WORK INSTRUCTIONS: Can you restate the lines of the entries below, word for word, from the first one through the line that includes "Header values keyed"?

LISTED RECORDS:
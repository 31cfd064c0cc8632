use std::collections::BTreeMap;
use std::sync::Arc;

use crate::auth::AuthContext;
use crate::types::Value;

/// Per-request context consulted by `@request.*` identifiers.
///
/// Built once per REST request (or once per realtime connection) and never
/// mutated afterwards.
#[derive(Debug, Clone)]
pub struct RequestContext {
    /// Upper-case HTTP method.
    pub method: String,
    /// Query string parameters.
    pub query: BTreeMap<String, Value>,
    /// Submitted body fields (create/update).
    pub data: BTreeMap<String, Value>,
    /// Header values keyed by normalized name (lowercase, `-` replaced by `_`).
    pub headers: BTreeMap<String, Value>,
    /// Resolved caller identity.
    pub auth: Arc<AuthContext>,
}

impl RequestContext {
    /// A `GET` context with no parameters, as used by realtime dispatch.
    #[must_use]
    pub fn new(auth: Arc<AuthContext>) -> Self {
        Self {
            method: "GET".to_string(),
            query: BTreeMap::new(),
            data: BTreeMap::new(),
            headers: BTreeMap::new(),
            auth,
        }
    }

    #[must_use]
    pub fn with_method(mut self, method: impl Into<String>) -> Self {
        self.method = method.into().to_ascii_uppercase();
        self
    }

    #[must_use]
    pub fn with_query(mut self, query: BTreeMap<String, Value>) -> Self {
        self.query = query;
        self
    }

    #[must_use]
    pub fn with_data(mut self, data: BTreeMap<String, Value>) -> Self {
        self.data = data;
        self
    }

    /// Stores headers under their normalized names.
    #[must_use]
    pub fn with_headers<I, K, V>(mut self, headers: I) -> Self
    where
        I: IntoIterator<Item = (K, V)>,
        K: AsRef<str>,
        V: Into<Value>,
    {
        self.headers = headers
            .into_iter()
            .map(|(k, v)| (normalize_header(k.as_ref()), v.into()))
            .collect();
        self
    }
}

fn normalize_header(name: &str) -> String {
    name.to_ascii_lowercase().replace('-', "_")
}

EXERCISE RESULT:
repository 31cfd064c0cc8632
use std::collections::BTreeMap;
use std::sync::Arc;

use crate::auth::AuthContext;
use crate::types::Value;

/// Per-request context consulted by `@request.*` identifiers.
///
/// Built once per REST request (or once per realtime connection) and never
/// mutated afterwards.
#[derive(Debug, Clone)]
pub struct RequestContext {
    /// Upper-case HTTP method.
    pub method: String,
    /// Query string parameters.
    pub query: BTreeMap<String, Value>,
    /// Submitted body fields (create/update).
    pub data: BTreeMap<String, Value>,
    /// Header values keyed by normalized name (lowercase, `-` replaced by `_`).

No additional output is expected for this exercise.